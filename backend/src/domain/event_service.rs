//! Event domain service.
//!
//! Implements the event driving ports on top of an [`EventRepository`]:
//! validation and derived-state computation happen here, storage and
//! paging in the adapter.

use std::sync::Arc;

use async_trait::async_trait;
use pagination::{Page, PageRequest};
use tracing::debug;

use crate::domain::ports::{EventCommand, EventQuery, EventRepository, EventRepositoryError};
use crate::domain::{
    Error, Event, EventId, EventPatch, EventSubmission, NewEvent, ensure_sortable,
    validate_submission, validation_error,
};

fn map_repository_error(error: EventRepositoryError) -> Error {
    debug!(%error, "event repository call failed");
    match error {
        EventRepositoryError::Connection { message } => {
            Error::service_unavailable(format!("event repository unavailable: {message}"))
        }
        EventRepositoryError::Query { message } => {
            Error::internal(format!("event repository error: {message}"))
        }
        EventRepositoryError::NotFound { id } => Error::not_found(format!("event {id} not found")),
    }
}

fn not_found(id: EventId) -> Error {
    Error::not_found(format!("event {id} not found"))
}

fn check(submission: &EventSubmission) -> Result<(), Error> {
    let errors = validate_submission(submission);
    if errors.is_empty() {
        Ok(())
    } else {
        Err(validation_error(errors))
    }
}

/// Event service implementing [`EventCommand`] and [`EventQuery`].
#[derive(Clone)]
pub struct EventService<R> {
    event_repo: Arc<R>,
}

impl<R> EventService<R> {
    /// Create a new service over the event repository.
    pub fn new(event_repo: Arc<R>) -> Self {
        Self { event_repo }
    }
}

impl<R> EventService<R>
where
    R: EventRepository,
{
    async fn load(&self, id: EventId) -> Result<Event, Error> {
        self.event_repo
            .find_by_id(id)
            .await
            .map_err(map_repository_error)?
            .ok_or_else(|| not_found(id))
    }
}

#[async_trait]
impl<R> EventCommand for EventService<R>
where
    R: EventRepository,
{
    async fn create(&self, submission: EventSubmission) -> Result<Event, Error> {
        check(&submission)?;
        self.event_repo
            .insert(NewEvent::draft(submission))
            .await
            .map_err(map_repository_error)
    }

    async fn update(&self, id: EventId, patch: EventPatch) -> Result<Event, Error> {
        let stored = self.load(id).await?;
        let merged = stored.submission().clone().merge(patch);
        check(&merged)?;

        let revised = stored.revise(merged);
        self.event_repo
            .update(&revised)
            .await
            .map_err(map_repository_error)?;
        Ok(revised)
    }
}

#[async_trait]
impl<R> EventQuery for EventService<R>
where
    R: EventRepository,
{
    async fn get(&self, id: EventId) -> Result<Event, Error> {
        self.load(id).await
    }

    async fn list(&self, request: PageRequest) -> Result<Page<Event>, Error> {
        ensure_sortable(&request)?;
        self.event_repo
            .list(&request)
            .await
            .map_err(map_repository_error)
    }
}

#[cfg(test)]
#[path = "event_service_tests.rs"]
mod tests;
//! Builders wiring repositories into the services behind the HTTP state.

use std::collections::HashSet;
use std::sync::Arc;

use tracing::info;

use event_api::domain::ports::{AccountLookup, AccountRepository, EventRepository};
use event_api::domain::{
    Account, AccountRole, AccountService, Email, Error, EventService, PlainPassword,
};
use event_api::inbound::http::state::HttpState;
use event_api::outbound::memory::{InMemoryAccountRepository, InMemoryEventRepository};
use event_api::outbound::persistence::{DbPool, DieselAccountRepository, DieselEventRepository};

/// Services shared by every worker.
#[derive(Clone)]
pub struct Services {
    /// Ports handed to the HTTP handlers.
    pub http_state: HttpState,
    /// Account lookup for seeding and credential checks.
    pub accounts: Arc<dyn AccountLookup>,
}

fn services_over<E, A>(events: Arc<E>, accounts: Arc<A>) -> Services
where
    E: EventRepository + 'static,
    A: AccountRepository + 'static,
{
    let event_service = Arc::new(EventService::new(events));
    Services {
        http_state: HttpState::new(event_service.clone(), event_service),
        accounts: Arc::new(AccountService::new(accounts)),
    }
}

/// Build services over Diesel repositories when a pool is available,
/// otherwise over process-local stores.
pub fn build_services(pool: Option<&DbPool>) -> Services {
    match pool {
        Some(pool) => services_over(
            Arc::new(DieselEventRepository::new(pool.clone())),
            Arc::new(DieselAccountRepository::new(pool.clone())),
        ),
        None => {
            info!("no database configured; using in-memory stores");
            services_over(
                Arc::new(InMemoryEventRepository::new()),
                Arc::new(InMemoryAccountRepository::new()),
            )
        }
    }
}

/// Ensure the administrator account exists with both `USER` and `ADMIN`
/// roles. An existing account is left untouched.
///
/// # Errors
/// Returns `invalid_request` for a malformed address or empty password and
/// propagates repository failures from the lookup port.
pub async fn seed_admin(
    accounts: &dyn AccountLookup,
    email: &str,
    password: &str,
) -> Result<Account, Error> {
    let email = Email::new(email)
        .map_err(|err| Error::invalid_request(format!("invalid admin email: {err}")))?;
    let password = PlainPassword::new(password)
        .map_err(|err| Error::invalid_request(format!("invalid admin password: {err}")))?;
    let roles = HashSet::from([AccountRole::User, AccountRole::Admin]);
    let account = accounts.ensure_account(email, password, roles).await?;
    info!(account_id = %account.id(), "administrator account ready");
    Ok(account)
}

■ Task statement ■
Once you have found every line in the listing that holds the string "InMemoryAccountRepository", copy each of them.

■ Your response ■
use event_api::outbound::memory::{InMemoryAccountRepository, InMemoryEventRepository};
                Arc::new(InMemoryAccountRepository::new()),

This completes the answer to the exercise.